Articles
5 May 2020

FX Daily: German court ruling on ECB’s bond buying

We expect Germany's constitutional court to rule that the European Central Bank's bond purchases are indeed legal. But a negative ruling would likely have a disproportionately negative impact on the euro 

USD: Back under pressure

Markets continue to take the glass-half-full approach, tentatively shrugging off the risk of a deterioration in US-China relations (the key factor weighing on risk assets in recent days) and instead focusing on reopening plans for various economies (California aims to start easing lockdown measures from Friday) as well as the improving outlook for WTI storage capacity (with reserves in Cushing increasing the least since mid-March).
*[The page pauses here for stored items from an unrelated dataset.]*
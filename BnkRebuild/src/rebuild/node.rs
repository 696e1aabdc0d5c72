//! Rebuilt nodes
//!
//! One [`RebuiltNode`] exists per stable id. Its structure is parsed once and
//! never changes; rendering only depends on the writer's game sync context.

use serde::Serialize;

use super::builders::{
    ActionBody, DialogueEventBody, EventBody, LayerBody, MusicRanSeqBody, MusicSegmentBody,
    MusicSwitchBody, MusicTrackBody, RanSeqBody, SoundBody, StingerBody, SwitchBody,
};
use super::config::NodeConfig;
use super::kind::NodeKind;
use super::registry::Stinger;
use super::session::Rebuilder;
use crate::error::Result;
use crate::output::PlaylistWriter;
use crate::tree::NodeId;

/// Interesting generic fields of a node, kept for info output.
#[derive(Debug, Clone, Copy, PartialEq, Eq, Serialize)]
pub enum FieldRef {
    /// A plain field.
    Single(NodeId),
    /// A property key and its value.
    Keyed { key: NodeId, value: NodeId },
    /// A ranged property key with its limits.
    Ranged {
        key: NodeId,
        min: Option<NodeId>,
        max: Option<NodeId>,
    },
}

/// Kind-specific structure.
#[derive(Debug, Clone)]
pub enum NodeBody {
    /// Builds and renders nothing.
    Empty,
    /// Config only, read by silence checks.
    State,
    Event(EventBody),
    DialogueEvent(DialogueEventBody),
    Play(ActionBody),
    /// Resolved through stingers, never rendered directly.
    Trigger(ActionBody),
    Switch(SwitchBody),
    RanSeq(RanSeqBody),
    Layer(LayerBody),
    Sound(SoundBody),
    MusicSwitch(MusicSwitchBody),
    MusicRanSeq(MusicRanSeqBody),
    MusicSegment(MusicSegmentBody),
    MusicTrack(MusicTrackBody),
    Stinger(StingerBody),
}

/// Typed playback object rebuilt from a generic node.
#[derive(Debug, Clone)]
pub struct RebuiltNode {
    /// Stable id.
    pub sid: u32,
    /// Generic node it was built from.
    pub node: NodeId,
    pub kind: NodeKind,
    pub config: NodeConfig,
    /// Muted by a state or volume RTPC.
    pub silenced: bool,
    /// Fields shown in info output.
    pub fields: Vec<FieldRef>,
    /// Stingers defined by music containers.
    pub stingers: Vec<Stinger>,
    pub body: NodeBody,
}

impl RebuiltNode {
    /// Whether rendering never emits anything (ignored kinds and states).
    pub fn is_silent_kind(&self) -> bool {
        matches!(self.body, NodeBody::Empty | NodeBody::State)
    }

    /// Music segment without tracks.
    pub fn is_empty_segment(&self) -> bool {
        matches!(&self.body, NodeBody::MusicSegment(segment) if segment.children.is_empty())
    }

    /// Render the kind-specific part. Info and silence are handled by the session.
    pub(crate) fn render_body(
        &self,
        session: &mut Rebuilder<'_>,
        writer: &mut dyn PlaylistWriter,
    ) -> Result<()> {
        match &self.body {
            NodeBody::Empty | NodeBody::State | NodeBody::Trigger(_) => Ok(()),
            NodeBody::Event(body) => body.render(self, session, writer),
            NodeBody::DialogueEvent(body) => body.render(session, writer),
            NodeBody::Play(body) => body.render(self, session, writer),
            NodeBody::Switch(body) => body.render(self, session, writer),
            NodeBody::RanSeq(body) => body.render(self, session, writer),
            NodeBody::Layer(body) => body.render(self, session, writer),
            NodeBody::Sound(body) => {
                body.render(self, writer);
                Ok(())
            }
            NodeBody::MusicSwitch(body) => body.render(self, session, writer),
            NodeBody::MusicRanSeq(body) => body.render(self, session, writer),
            NodeBody::MusicSegment(body) => body.render(self, session, writer),
            NodeBody::MusicTrack(body) => body.render(self, session, writer),
            NodeBody::Stinger(body) => session.process_next(body.target, writer),
        }
    }
}
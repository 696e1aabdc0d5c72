//! Music switch containers

use indexmap::IndexMap;

use super::{BuildCtx, render_tree};
use crate::error::Result;
use crate::output::{GameSync, GameSyncType, PlaylistWriter};
use crate::rebuild::decision_tree::DecisionTree;
use crate::rebuild::node::RebuiltNode;
use crate::rebuild::session::Rebuilder;
use crate::tree::NodeRef;

/// How a music switch picks its child.
#[derive(Debug, Clone)]
pub enum MusicSwitchSelector {
    /// Later versions: multi game sync decision tree.
    Tree(DecisionTree),
    /// Earlier versions: one game sync, value → child.
    Legacy {
        gtype: GameSyncType,
        group: u32,
        values: IndexMap<u32, u32>,
    },
}

#[derive(Debug, Clone)]
pub struct MusicSwitchBody {
    pub selector: MusicSwitchSelector,
}

pub(super) fn build_music_switch(ctx: &mut BuildCtx<'_, '_>) -> Result<MusicSwitchBody> {
    ctx.build_audio_config()?;
    ctx.build_transitions(true)?;
    ctx.build_stingers();

    if let Some(ntree) = ctx.node.find_name("AkDecisionTree") {
        let tree = DecisionTree::build(ctx.kind, ctx.sid, ctx.node, ntree)?;
        return Ok(MusicSwitchBody {
            selector: MusicSwitchSelector::Tree(tree),
        });
    }

    let gtype = ctx
        .require("eGroupType")?
        .value_i64()
        .and_then(GameSyncType::from_raw)
        .ok_or_else(|| ctx.structural("unknown game sync type"))?;
    let group = ctx
        .require("ulGroupID")?
        .value_u32()
        .ok_or_else(|| ctx.structural("invalid group id"))?;

    let mut values = IndexMap::new();
    let nassocs = ctx.require("pAssocs")?;
    for nvalue in nassocs.finds_name("switchID") {
        let Some(value) = nvalue.value_u32() else {
            continue;
        };
        let target = nvalue
            .parent()
            .and_then(|p| p.find_name("nodeID"))
            .and_then(NodeRef::value_u32)
            .unwrap_or_default();
        values.insert(value, target);
    }

    Ok(MusicSwitchBody {
        selector: MusicSwitchSelector::Legacy {
            gtype,
            group,
            values,
        },
    })
}

impl MusicSwitchBody {
    pub(crate) fn render(
        &self,
        bnode: &RebuiltNode,
        session: &mut Rebuilder<'_>,
        writer: &mut dyn PlaylistWriter,
    ) -> Result<()> {
        let (gtype, group, values) = match &self.selector {
            MusicSwitchSelector::Tree(tree) => {
                return render_tree(tree, &bnode.stingers, session, writer);
            }
            MusicSwitchSelector::Legacy {
                gtype,
                group,
                values,
            } => (*gtype, *group, values),
        };

        if writer.params().is_empty() {
            writer.paths().add_stingers(&bnode.stingers);
            for (&value, &target) in values {
                writer.paths().add(GameSync::new(gtype, group, value));
                session.process_next(target, writer)?;
                writer.paths().done();
            }
            return Ok(());
        }

        let Some(value) = writer.params().value(gtype, group) else {
            return Ok(());
        };
        let Some(&target) = values.get(&value) else {
            return Ok(());
        };
        writer.info_gamesync(GameSync::new(gtype, group, value));
        session.process_next(target, writer)
    }
}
This is a positive for the procyclical commodity currencies, in both the G10 and emerging markets space today. In the EM space, we see the rouble as the most attractive currency within the higher yielding commodity FX segment due to its relatively better fiscal situation and stable politics (vs the South African rand, Brazilian real or Mexican peso). This, in our view, reflects deteriorating USD medium-term characteristics (such as the shrinking interest rate advantage) which makes USD less attractive than the safe haven Japanese yen even in benign markets. We expect USD/JPY to break below 105 this summer.

EUR: German constitutional court ruling on PSPP

The German constitutional court will rule today on the legality of the Public Sector Purchase Programme. We and the market expect the court to deem it legal. A negative ruling would likely have a disproportionately negative impact on the euro, not only because it would come as a meaningful disappointment, but also because it could re-introduce a risk premium back into the common currency, which the ECB has been able to contain thus far by keeping BTP-Bund spreads under control and reducing the odds of a renewed debt crisis. As we argued previously, EUR risk premia containment via ECB measures should facilitate a higher EUR/USD this summer, when broad-based USD weakness kicks in.

GBP: Benefiting from risk sentiment but upside contained until late June

Risk-sensitive sterling bounced off the EUR/GBP 0.88 level and is now back in the middle of its one month trading range. As we approach the end of June deadline for the extension of the transition period (and the risk of it not being extended), GBP upside vs EUR should be limited and the cross is unlikely to persistently break below the 0.8700 level in coming weeks.

AUD: RBA meeting non-negative for AUD

The Reserve Bank of Australia left the interest rate and the 3-year government bond yield target unchanged overnight but extended the pool of eligible securities accepted as collateral for liquidity operations. To the extent this helps in improving the transmission mechanism and smoothing the functioning of capital markets, this is a non-negative for AUD. With risk sentiment benign, AUD/USD should stay around the 0.6500 level today.